SUMMARY OF THE INVENTION
[0012] It is therefore an object of the invention to provide a
method and apparatus for simulation-based troubleshooting and fault
verification in an operator-controlled complex system.
[0013] It is another object of the invention to provide a method
and apparatus for permitting maintenance personnel to input
information about anomalous behavior of complex systems using a
virtual complex system control station.
[0014] It is further an object of the invention to provide a method
and apparatus that verifies fault hypotheses by automatically
comparing output of a fault-inserted simulation with a fault-free
simulation to isolate symptoms caused by the fault, and to compare
the symptoms with symptoms input by the operator.

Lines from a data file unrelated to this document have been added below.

#[component]
pub fn UsersPage() -> impl IntoView {
    let toasts = use_context::<ToastService>().expect("ToastService not found in context");

    let (users, set_users) = signal(Vec::<User>::new());
    let (staff_members, set_staff_members) = signal(Vec::<Staff>::new());
    let (roles, set_roles) = signal(Vec::<UserRole>::new());
    let (loading, set_loading) = signal(true);
    let (search, set_search) = signal(String::new());
    let (role_filter, set_role_filter) = signal(Vec::<String>::new());
    let (selected, set_selected) = signal(Vec::<String>::new());
    let (table_epoch, set_table_epoch) = signal(0u32);

    let draft_state = RwSignal::new(DraftState::<RecordDraft<UserDraft>>::Idle);
    let (viewing, set_viewing) = signal(None::<User>);
    let (pending_delete, set_pending_delete) = signal(Vec::<String>::new());
    let (deleting, set_deleting) = signal(false);

    spawn_local(async move {
        match api::fetch_users().await {
            Ok(list) => set_users.set(list),
            Err(err) => toasts.error(err.user_message("Failed to load users")),
        }
        set_loading.set(false);
    });
    spawn_local(async move {
        match staff_domain::api::fetch_staff().await {
            Ok(list) => set_staff_members.set(list),
            Err(err) => toasts.error(err.user_message("Failed to load staff")),
        }
    });
    spawn_local(async move {
        match api::fetch_user_roles().await {
            Ok(list) => set_roles.set(list),
            Err(err) => toasts.error(err.user_message("Failed to load user roles")),
        }
    });

    let staff_names = Memo::new(move |_| {
        staff_members.with(|list| {
            list.iter()
                .map(|s| (s.id.clone(), s.full_name()))
                .collect::<HashMap<_, _>>()
        })
    });
    let role_names = Memo::new(move |_| {
        roles.with(|list| {
            list.iter()
                .map(|r| (r.id.clone(), r.name.clone()))
                .collect::<HashMap<_, _>>()
        })
    });
    let role_filter_options = Memo::new(move |_| {
        let mut names = roles.with(|list| list.iter().map(|r| r.name.clone()).collect::<Vec<_>>());
        names.sort();
        names.dedup();
        names
    });

    let filtered = Memo::new(move |_| {
        let query = search.get();
        let role_selection = role_filter.get();
        let staff_lookup = staff_names.get();
        let role_lookup = role_names.get();
        users.with(|list| {
            list.iter()
                .filter(|u| {
                    let staff_name = staff_lookup.get(&u.staff).cloned().unwrap_or_default();
                    collection::matches_search(&query, &[&u.username, &staff_name])
                })
                .filter(|u| {
                    let role_name = role_lookup
                        .get(&u.role)
                        .cloned()
                        .unwrap_or_else(|| u.role.clone());
                    collection::matches_filter(&role_name, &role_selection)
                })
                .cloned()
                .collect::<Vec<_>>()
        })
    });
    let rows = Memo::new(move |_| {
        let staff_lookup = staff_names.get();
        let role_lookup = role_names.get();
        filtered.with(|list| {
            list.iter()
                .map(|user| to_row(user, &staff_lookup, &role_lookup))
                .collect::<Vec<_>>()
        })
    });

    let open_create = move || {
        draft_state.set(DraftState::open(RecordDraft::create()));
    };
    let open_edit = move |id: String| {
        let found = users.with_untracked(|list| collection::find_by_id(list, &id).cloned());
        if let Some(user) = found {
            let mut draft = user.to_draft();
            // The stored hash never round-trips through the form.
            draft.password = String::new();
            draft_state.set(DraftState::open(RecordDraft::edit(user.id.clone(), draft)));
        }
    };
    let open_view = move |id: String| {
        set_viewing.set(users.with_untracked(|list| collection::find_by_id(list, &id).cloned()));
    };

    let submit = move || {
        let Some(current) = draft_state.with_untracked(|s| s.draft().cloned()) else {
            return;
        };
        if !validation::all_present(&required_fields(&current.fields, !current.is_edit())) {
            toasts.warning("Please fill all required fields");
            return;
        }
        let mut payload = None;
        draft_state.update(|s| payload = s.begin_submit());
        let Some(payload) = payload else { return };
        spawn_local(async move {
            let fields = payload.fields;
            match payload.target {
                None => match api::create_user(&fields).await {
                    Ok(created) => {
                        set_users.update(|list| list.push(created));
                        draft_state.update(|s| s.commit());
                        toasts.success("User created successfully");
                    }
                    Err(err) => {
                        toasts.error(err.user_message("Failed to create user"));
                        draft_state.update(|s| s.fail(err.to_string()));
                    }
                },
                Some(id) => {
                    let existing =
                        users.with_untracked(|list| collection::find_by_id(list, &id).cloned());
                    let Some(existing) = existing else {
                        draft_state.update(|s| s.cancel());
                        return;
                    };
                    let updated = existing.apply_draft(fields, dates::now_iso());
                    match api::update_user(&updated).await {
                        Ok(()) => {
                            set_users.update(|list| collection::apply_update(list, updated));
                            draft_state.update(|s| s.commit());
                            toasts.success("User updated successfully");
                        }
                        Err(err) => {
                            toasts.error(err.user_message("Failed to update user"));
                            draft_state.update(|s| s.fail(err.to_string()));
                        }
                    }
                }
            }
        });
    };

    let confirm_delete = move || {
        let ids = pending_delete.get_untracked();
        if ids.is_empty() || deleting.get_untracked() {
            return;
        }
        set_deleting.set(true);
        spawn_local(async move {
            let outcome = api::delete_users(&ids).await;
            let mut removed = false;
            set_users.update(|list| removed = collection::reconcile_delete(list, &ids, &outcome));
            set_deleting.set(false);
            if removed {
                set_pending_delete.set(Vec::new());
                set_selected.set(Vec::new());
                set_table_epoch.update(|epoch| *epoch += 1);
                if ids.len() == 1 {
                    toasts.success("User deleted successfully");
                } else {
                    toasts.success(format!("{} users deleted successfully", ids.len()));
                }
            } else if let Err(err) = outcome {
                toasts.error(err.user_message("Failed to delete users"));
            }
        });
    };

    let render_toolbar = Callback::new(move |_ids: Vec<String>| {
        view! {
            <div class="table__browse">
                <Input
                    value=search
                    placeholder="Search users..."
                    on_input=Callback::new(move |value| set_search.set(value))
                />
                <MultiSelect
                    label="Filter by Role"
                    value=role_filter
                    options=role_filter_options
                    on_change=Callback::new(move |values| set_role_filter.set(values))
                />
                <Button leading_icon="plus" on_click=Callback::new(move |_| open_create())>
                    "New User"
                </Button>
            </div>
        }
        .into_any()
    });

    let render_actions = Callback::new(move |ids: Vec<String>| {
        let count = ids.len();
        let single = ids.first().cloned();
        let delete_ids = ids.clone();
        let actions = match selection_mode(count) {
            SelectionMode::Single => {
                let view_id = single.clone().unwrap_or_default();
                let edit_id = single.unwrap_or_default();
                view! {
                    <ActionButtons
                        on_view=Callback::new(move |_| open_view(view_id.clone()))
                        on_edit=Callback::new(move |_| open_edit(edit_id.clone()))
                        on_delete=Callback::new(move |_| set_pending_delete.set(delete_ids.clone()))
                    />
                }
                .into_any()
            }
            SelectionMode::Bulk => view! {
                <ActionButtons
                    on_delete=Callback::new(move |_| set_pending_delete.set(delete_ids.clone()))
                />
            }
            .into_any(),
            SelectionMode::Browse => ().into_any(),
        };
        view! {
            <div class="table__selection">
                <span class="table__selection-count">{format!("{} selected", count)}</span>
                {actions}
            </div>
        }
        .into_any()
    });

    let draft_open = Signal::derive(move || draft_state.with(|s| s.is_open()));
    let submitting = Signal::derive(move || draft_state.with(|s| s.is_submitting()));
    let editing = Signal::derive(move || {
        draft_state.with(|s| s.draft().map(|d| d.is_edit()).unwrap_or(false))
    });
    let draft_title = Signal::derive(move || {
        if editing.get() {
            "Edit User".to_string()
        } else {
            "New User".to_string()
        }
    });
    let close_draft = Callback::new(move |_| draft_state.update(|s| s.cancel()));
    let draft_fields = Signal::derive(move || {
        draft_state.with(|s| s.draft().map(|d| d.fields.clone()).unwrap_or_default())
    });
    let on_fields_change = Callback::new(move |fields: UserDraft| {
        draft_state.update(|s| {
            if let Some(current) = s.draft().cloned() {
                s.update(RecordDraft {
                    target: current.target,
                    fields,
                });
            }
        });
    });
    let staff_options = Signal::derive(move || {
        staff_members.with(|list| {
            list.iter()
                .map(|s| (s.id.clone(), s.full_name()))
                .collect::<Vec<_>>()
        })
    });
    let role_options = Signal::derive(move || {
        roles.with(|list| {
            list.iter()
                .map(|r| (r.id.clone(), r.name.clone()))
                .collect::<Vec<_>>()
        })
    });

    view! {
        <section class="page">
            <header class="page__header">
                <h1 class="page__title">"Users"</h1>
            </header>

            <Show
                when=move || !loading.get()
                fallback=|| view! { <div class="page__loading">"Loading..."</div> }
            >
                {move || {
                    table_epoch.get();
                    view! {
                        <DataTable
                            columns=columns()
                            rows=rows
                            rows_per_page_options=vec![5, 10, 25]
                            enable_checkbox=true
                            on_select_row=Callback::new(move |ids| set_selected.set(ids))
                            render_toolbar=render_toolbar
                            render_actions=render_actions
                            selected_row_ids=Signal::from(selected)
                        />
                    }
                }}
            </Show>

            <ConfirmDialog
                open=draft_open
                title=draft_title
                on_close=close_draft
                actions=vec![
                    DialogAction::new("Save", Callback::new(move |_| submit()))
                        .color(ActionColor::Success)
                        .disabled(submitting),
                ]
            >
                <UserForm
                    draft=draft_fields
                    on_change=on_fields_change
                    staff_options=staff_options
                    role_options=role_options
                    editing=editing
                />
            </ConfirmDialog>

            <ConfirmDialog
                open=Signal::derive(move || viewing.with(|v| v.is_some()))
                title="User Details"
                on_close=Callback::new(move |_| set_viewing.set(None))
                cancel_label="Close"
            >
                <UserDetails user=viewing staff_members=staff_members roles=roles />
            </ConfirmDialog>

            <ConfirmDialog
                open=Signal::derive(move || pending_delete.with(|ids| !ids.is_empty()))
                title="Confirm Delete"
                on_close=Callback::new(move |_| set_pending_delete.set(Vec::new()))
                actions=vec![
                    DialogAction::new("Delete", Callback::new(move |_| confirm_delete()))
                        .color(ActionColor::Danger)
                        .disabled(Signal::from(deleting)),
                ]
            >
                <p class="modal__text">
                    {move || {
                        let count = pending_delete.with(|ids| ids.len());
                        if count == 1 {
                            "Are you sure you want to delete this user?".to_string()
                        } else {
                            format!("Are you sure you want to delete these {} users?", count)
                        }
                    }}
                </p>
            </ConfirmDialog>
        </section>
    }
}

[0015] The fault isolation system in accordance with the invention
includes at least a simulation of the complex system, a fault
resolver, symptoms comparator and extractor, and a virtual complex
system (VCS) control station that operates in two modes. In a
simulation mode, an operator uses the VCS control station to
operate the simulation; and in a symptom specification mode, the
operation of the simulation is suspended and the operator uses a
graphical user interface to input fault symptoms associated with an
anomalous behavior manifest during operation of the complex system.
The fault symptoms are sent to a fault resolver that identifies
candidate fault scenarios using both the fault symptoms and control
information from the VCS.
[0016] The fault resolver automatically inserts candidate fault
scenarios into the simulation, so that a symptoms exhibited by the
fault-inserted simulation can be used to determine a likelihood
that a fault scenario is the cause of the anomalous behavior.
[0017] The VCS control station preferably provides an operator
interface that permits the operator to: effect a change from the
simulation mode to the fault symptom input mode; input of at least
one fault symptom that is sent to the fault resolver.
[0018] In order to permit automatic fault scenario verification,
the troubleshooting system operates a fault-free copy of the
simulation of the complex system, which is run in parallel with the
fault-inserted copy of the simulation. A symptom extractor compares
an operating state of the fault-free copy of the simulation with
the fault-inserted copy of the simulation, and extracts fault
symptoms from the fault-inserted copy of the simulation. A symptom
comparator compares the extracted fault symptoms with the fault
symptoms input by the operator to compile a ranked list of probable
fault scenarios.
[0019] The operator interface is preferably further adapted to
display the ranked list of fault scenarios at the operator control
interface to permit the operator to select one of the fault
scenarios, and to enter a free play mode in which the fault
scenario is inserted.
BRIEF DESCRIPTION OF THE DRAWINGS
[0020] Further features and advantages of the present invention
will become apparent from the following detailed description, taken
in combination with the appended drawings, in which:
[0021] FIG. 1 is a schematic diagram illustrating principal
components of the simulation-based troubleshooting and fault
validation system in accordance with the invention;
[0022] FIG. 2 is a diagram illustrating the VCS control station
"simulation mode" and "fault symptom input mode"; and
[0023] FIG. 3 is a flow chart illustrating principal steps involved
in a process for isolating and validating a fault scenario in
accordance with the system shown in FIG. 1.
[0024] It should be noted that throughout the appended drawings,
like features are identified by like reference numerals.
DETAILED DESCRIPTION OF THE PREFERRED EMBODIMENT
[0025] The present invention provides a method and apparatus for
troubleshooting anomalous behavior of a complex system.
Specifically the invention is directed to a system and a method
that uses a specially adapted simulation of the complex system for
determining which of a number of potential faults is a cause of
some anomalous behavior observed while operating the complex
system. The method and apparatus significantly facilitates fault
isolation required for troubleshooting the complex system. In
accordance with an embodiment of the invention, determining a cause
of the anomalous behavior involves a simple, largely automated
process. An operator, normally a maintenance person, performs a
first step of operating the simulated complex system to achieve an
operating state similar to the state of the complex system when the
anomalous behavior was observed. The operator then uses a special
user interface associated with an operator control station of the
simulated complex system to input fault symptoms observed during
the anomalous behavior. The input fault symptoms are passed to a
fault resolver application, which selects candidate fault scenarios
and generates a list of the candidate fault scenarios using the
fault symptoms input by the operator and the operating state of the
complex system obtained by operating a virtual complex system to
simulate conditions in which the anomalous behavior was observed.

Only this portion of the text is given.